Bash se encogió de hombros, poco interesado.

Me imaginé a la familia que habría habitado la casa antes de que nosotros llegáramos. Una familia numerosa, aferrada al recuerdo de una vida que ya no era suya. La memoria de algo grandioso que ya no eran. Sobrevivientes de una dinastía, con los bolsillos llenos de un dinero que muy pronto comenzaría a escasear, viviendo en una casa alejada de un mundo que alguna vez conocieron, un mundo que alguna vez, hace mucho tiempo, llegó a venerarlos.

—Los dioses caen —murmuré para mí mismo, todavía contemplando a la mujer de la foto.

—Nos empujaron abajo —replicó Bash con acidez, mirándome con detenimiento—. Podríamos haber sido algo grande en otra vida.

Me encogí de hombros.

—Tenían sus razones para hacerlo —opiné—. Se cansaron de nosotros.

—El mundo era nuestro, y ahora, nosotros somos el único vestigio que queda de esa vida.

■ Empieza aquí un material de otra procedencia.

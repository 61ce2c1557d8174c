//! PDF tool - writes a title and text lines into a PDF report

use std::path::{Path, PathBuf};
use async_trait::async_trait;
use chrono::Utc;
use printpdf::{BuiltinFont, Mm, PdfDocument};
use serde_json::{json, Value};
use crate::error::Error;
use crate::Result;
use super::{ParamKind, ParamSpec, Tool, ToolArgs};

const PAGE_WIDTH: f32 = 210.0;
const PAGE_HEIGHT: f32 = 297.0;
const MARGIN: f32 = 20.0;
const TITLE_SIZE: f32 = 16.0;
const BODY_SIZE: f32 = 11.0;
const LINE_HEIGHT: f32 = 6.0;

/// Characters per body line at `BODY_SIZE` in Helvetica across the printable width
const LINE_CHARS: usize = 90;

/// Break `content` into lines of at most `max_chars`, keeping paragraph breaks.
/// Words longer than a line are split.
pub fn wrap_lines(content: &str, max_chars: usize) -> Vec<String> {
    let mut lines = Vec::new();

    for paragraph in content.lines() {
        let mut line = String::new();
        for word in paragraph.split_whitespace() {
            let mut word: Vec<char> = word.chars().collect();
            while word.len() > max_chars {
                if !line.is_empty() {
                    lines.push(std::mem::take(&mut line));
                }
                lines.push(word.drain(..max_chars).collect());
            }
            let word: String = word.into_iter().collect();

            let needed = if line.is_empty() { word.chars().count() } else { line.chars().count() + 1 + word.chars().count() };
            if needed > max_chars {
                lines.push(std::mem::take(&mut line));
            }
            if !line.is_empty() {
                line.push(' ');
            }
            line.push_str(&word);
        }
        lines.push(line);
    }

    lines
}

/// Baseline of the first body line; the first page leaves room for the title
fn body_top(first_page: bool) -> f32 {
    if first_page {
        PAGE_HEIGHT - MARGIN - 2.0 * LINE_HEIGHT
    } else {
        PAGE_HEIGHT - MARGIN
    }
}

fn page_capacity(first_page: bool) -> usize {
    ((body_top(first_page) - MARGIN) / LINE_HEIGHT) as usize + 1
}

/// Split body lines into pages; there is always at least one page
pub fn paginate(lines: &[String]) -> Vec<&[String]> {
    let mut pages = Vec::new();
    let mut rest = lines;
    loop {
        let take = page_capacity(pages.is_empty()).min(rest.len());
        let (page, tail) = rest.split_at(take);
        pages.push(page);
        rest = tail;
        if rest.is_empty() {
            return pages;
        }
    }
}

/// Render the report; runs on a blocking thread
fn render(title: &str, pages: &[&[String]]) -> Result<Vec<u8>> {
    let pdf_err = |e: printpdf::Error| Error::Other(format!("PDF rendering failed: {}", e));

    let (doc, first_page, first_layer) = PdfDocument::new(title, Mm(PAGE_WIDTH), Mm(PAGE_HEIGHT), "Layer 1");
    let title_font = doc.add_builtin_font(BuiltinFont::HelveticaBold).map_err(pdf_err)?;
    let body_font = doc.add_builtin_font(BuiltinFont::Helvetica).map_err(pdf_err)?;

    for (i, lines) in pages.iter().enumerate() {
        let layer = if i == 0 {
            let layer = doc.get_page(first_page).get_layer(first_layer);
            layer.use_text(title, TITLE_SIZE, Mm(MARGIN), Mm(PAGE_HEIGHT - MARGIN), &title_font);
            layer
        } else {
            let (page, layer) = doc.add_page(Mm(PAGE_WIDTH), Mm(PAGE_HEIGHT), "Layer 1");
            doc.get_page(page).get_layer(layer)
        };

        let mut y = body_top(i == 0);
        for line in lines.iter() {
            if !line.is_empty() {
                layer.use_text(line.as_str(), BODY_SIZE, Mm(MARGIN), Mm(y), &body_font);
            }
            y -= LINE_HEIGHT;
        }
    }

    doc.save_to_bytes().map_err(pdf_err)
}

/// File-name-safe form of a title
fn slug(title: &str) -> String {
    let slug: String = title
        .chars()
        .map(|c| if c.is_ascii_alphanumeric() { c.to_ascii_lowercase() } else { '-' })
        .collect();
    let slug = slug.split('-').filter(|s| !s.is_empty()).collect::<Vec<_>>().join("-");
    if slug.is_empty() { "report".to_string() } else { slug }
}

pub struct PdfTool {
    output_dir: PathBuf,
}

impl PdfTool {
    pub fn new(output_dir: impl Into<PathBuf>) -> Self {
        Self { output_dir: output_dir.into() }
    }

    fn output_path(&self, title: &str) -> PathBuf {
        let stamp = Utc::now().format("%Y%m%d-%H%M%S%.3f");
        self.output_dir.join(format!("{}-{}.pdf", slug(title), stamp))
    }
}

#[async_trait]
impl Tool for PdfTool {
    fn name(&self) -> &str { "generate_pdf" }
    fn description(&self) -> &str {
        "Write a titled text report to a PDF file and return its path"
    }

    fn parameters(&self) -> Vec<ParamSpec> {
        vec![
            ParamSpec::required("title", ParamKind::String, "Report title, printed on the first page"),
            ParamSpec::required("content", ParamKind::String, "Report body; line breaks start new lines"),
        ]
    }

    async fn execute(&self, args: ToolArgs) -> Result<Value> {
        let title = args.str("title")?.trim().to_string();
        if title.is_empty() {
            return Err(Error::Validation("generate_pdf: title must not be empty".to_string()));
        }
        let lines = wrap_lines(args.str("content")?, LINE_CHARS);
        let pages = paginate(&lines).len();

        let doc_title = title.clone();
        let bytes = tokio::task::spawn_blocking(move || render(&doc_title, &paginate(&lines)))
            .await
            .map_err(|e| Error::Other(format!("PDF task failed: {}", e)))??;

        tokio::fs::create_dir_all(&self.output_dir).await?;
        let path = self.output_path(&title);
        tokio::fs::write(&path, &bytes).await?;
        tracing::info!("Wrote {} page PDF to {:?}", pages, path);

        Ok(json!({
            "path": path.display().to_string(),
            "pages": pages,
        }))
    }
}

Al igual que la casa, marginados y rotos.

Sentí algo cálido tomando mi mano. Cuando miré abajo, vi a Aleu, que observaba lo mismo que nosotros. Suspiré.

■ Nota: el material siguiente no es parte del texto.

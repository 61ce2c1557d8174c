//! Drive tools - list and read files

use std::sync::Arc;
use async_trait::async_trait;
use base64::{engine::general_purpose::STANDARD, Engine};
use serde_json::{json, Value};
use crate::gateway::drive::{resource_uri, MAX_PAGE_SIZE};
use crate::gateway::{Content, Cursor, DriveGateway, ListQuery, PageSize};
use crate::Result;
use super::{ParamKind, ParamSpec, Tool, ToolArgs};

/// List files in Drive, one page at a time
pub struct ListDriveFilesTool {
    drive: Arc<DriveGateway>,
}

impl ListDriveFilesTool {
    pub fn new(drive: Arc<DriveGateway>) -> Self {
        Self { drive }
    }
}

#[async_trait]
impl Tool for ListDriveFilesTool {
    fn name(&self) -> &str { "list_drive_files" }
    fn description(&self) -> &str {
        "List files in Google Drive. Returns one page of files and a cursor for the next page, if any."
    }

    fn parameters(&self) -> Vec<ParamSpec> {
        vec![
            ParamSpec::optional("page_size", ParamKind::Integer, "Number of files to return per page", json!(10))
                .with_range(1, MAX_PAGE_SIZE as i64),
            ParamSpec::optional("cursor", ParamKind::String, "Page token from a previous call; empty for the first page", json!("")),
            ParamSpec::optional("query", ParamKind::String, "Only files whose name contains this text", json!("")),
        ]
    }

    async fn execute(&self, args: ToolArgs) -> Result<Value> {
        let page_size = PageSize::new(args.int("page_size")?, MAX_PAGE_SIZE)?;
        let query = ListQuery::first(page_size)
            .with_cursor(args.opt_str("cursor").and_then(Cursor::parse))
            .with_filter(args.opt_str("query").unwrap_or_default());

        let page = self.drive.list(&query).await?;
        let resources: Vec<Value> = page.items.iter()
            .map(|r| json!({
                "uri": resource_uri(&r.id),
                "mimeType": r.mime_type,
                "name": r.name,
            }))
            .collect();

        Ok(json!({
            "resources": resources,
            "nextCursor": page.next_cursor,
        }))
    }
}

/// Read one Drive file
pub struct ReadDriveFileTool {
    drive: Arc<DriveGateway>,
}

impl ReadDriveFileTool {
    pub fn new(drive: Arc<DriveGateway>) -> Self {
        Self { drive }
    }
}

#[async_trait]
impl Tool for ReadDriveFileTool {
    fn name(&self) -> &str { "read_drive_file" }
    fn description(&self) -> &str {
        "Read a file from Google Drive. Docs, Sheets, Slides and Drawings are exported to Markdown, CSV, plain text and PNG."
    }

    fn parameters(&self) -> Vec<ParamSpec> {
        vec![
            ParamSpec::required("file_id", ParamKind::String, "Drive file id, as listed by list_drive_files (without the gdrive:/// prefix)"),
        ]
    }

    async fn execute(&self, args: ToolArgs) -> Result<Value> {
        let file_id = args.str("file_id")?;
        let file_id = file_id.strip_prefix("gdrive:///").unwrap_or(file_id);

        let doc = self.drive.read(file_id).await?;
        Ok(match doc.content {
            Content::Text(text) => json!({
                "mimeType": doc.mime_type,
                "encoding": "utf-8",
                "content": text,
            }),
            Content::Binary(bytes) => json!({
                "mimeType": doc.mime_type,
                "encoding": "base64",
                "content": STANDARD.encode(bytes),
            }),
        })
    }
}

#[cfg(test)]
mod tests {
    use std::time::Duration;
    use httpmock::prelude::*;
    use crate::auth::testing::authenticated;
    use crate::auth::ScopeSet;
    use crate::gateway::drive::DRIVE_READONLY;
    use crate::gateway::HttpTransport;
    use crate::tools::ToolRegistry;
    use super::*;

    fn registry(server: &MockServer, dir: &std::path::Path) -> ToolRegistry {
        let auth = Arc::new(authenticated(dir, ScopeSet::new([DRIVE_READONLY])));
        let http = HttpTransport::new(server.base_url(), Duration::from_secs(5)).unwrap();
        let drive = Arc::new(DriveGateway::new(auth, http));
        let mut registry = ToolRegistry::new();
        registry.register(ListDriveFilesTool::new(drive.clone()));
        registry.register(ReadDriveFileTool::new(drive));
        registry
    }

    #[tokio::test]
    async fn test_list_renders_resources() {
        let server = MockServer::start_async().await;
        let dir = tempfile::tempdir().unwrap();
        server.mock_async(|when, then| {
            when.method(GET).path("/files").query_param("pageSize", "2").query_param("pageToken", "tok");
            then.status(200).json_body(json!({
                "files": [
                    {"id": "a", "name": "A", "mimeType": "text/plain"},
                    {"id": "b", "name": "B", "mimeType": "application/pdf"}
                ],
                "nextPageToken": "tok2"
            }));
        }).await;

        let outcome = registry(&server, dir.path())
            .invoke("list_drive_files", json!({"page_size": 2, "cursor": "tok"}))
            .await
            .to_json();

        assert_eq!(outcome["status"], "success");
        assert_eq!(outcome["resources"][0], json!({"uri": "gdrive:///a", "mimeType": "text/plain", "name": "A"}));
        assert_eq!(outcome["nextCursor"], "tok2");
    }

    #[tokio::test]
    async fn test_list_rejects_oversized_page_before_network() {
        let server = MockServer::start_async().await;
        let dir = tempfile::tempdir().unwrap();
        let any = server.mock_async(|_, then| { then.status(200); }).await;

        let outcome = registry(&server, dir.path())
            .invoke("list_drive_files", json!({"page_size": 5000}))
            .await
            .to_json();

        assert_eq!(outcome["error_kind"], "validation_error");
        any.assert_hits_async(0).await;
    }

    #[tokio::test]
    async fn test_read_binary_is_base64() {
        let server = MockServer::start_async().await;
        let dir = tempfile::tempdir().unwrap();
        server.mock_async(|when, then| {
            when.method(GET).path("/files/img").query_param("fields", "id, name, mimeType");
            then.status(200).json_body(json!({"id": "img", "name": "i.png", "mimeType": "image/png"}));
        }).await;
        server.mock_async(|when, then| {
            when.method(GET).path("/files/img").query_param("alt", "media");
            then.status(200).body(vec![0x89u8, b'P', b'N', b'G']);
        }).await;

        let outcome = registry(&server, dir.path())
            .invoke("read_drive_file", json!({"file_id": "gdrive:///img"}))
            .await
            .to_json();

        assert_eq!(outcome["encoding"], "base64");
        assert_eq!(outcome["content"], STANDARD.encode([0x89u8, b'P', b'N', b'G']));
    }

    #[tokio::test]
    async fn test_read_missing_file_is_structured_error() {
        let server = MockServer::start_async().await;
        let dir = tempfile::tempdir().unwrap();
        server.mock_async(|when, then| {
            when.path("/files/nope");
            then.status(404).json_body(json!({"error": {"message": "File not found: nope."}}));
        }).await;

        let outcome = registry(&server, dir.path())
            .invoke("read_drive_file", json!({"file_id": "nope"}))
            .await
            .to_json();

        assert_eq!(outcome["status"], "error");
        assert_eq!(outcome["error_kind"], "not_found");
    }
}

—Me gustaría pensar que somos algo más que eso —admití.

˗ˏˋ ♕ ˎˊ˗

En total, contamos cuatro habitaciones. Dos en la planta baja, y dos en la planta alta. También tenía un ático lleno de antigüedades que llevaban juntando polvo muchos años. Pero, primero, empezamos revisando la planta baja.

Aleu había encontrado algo que la dejó maravillada.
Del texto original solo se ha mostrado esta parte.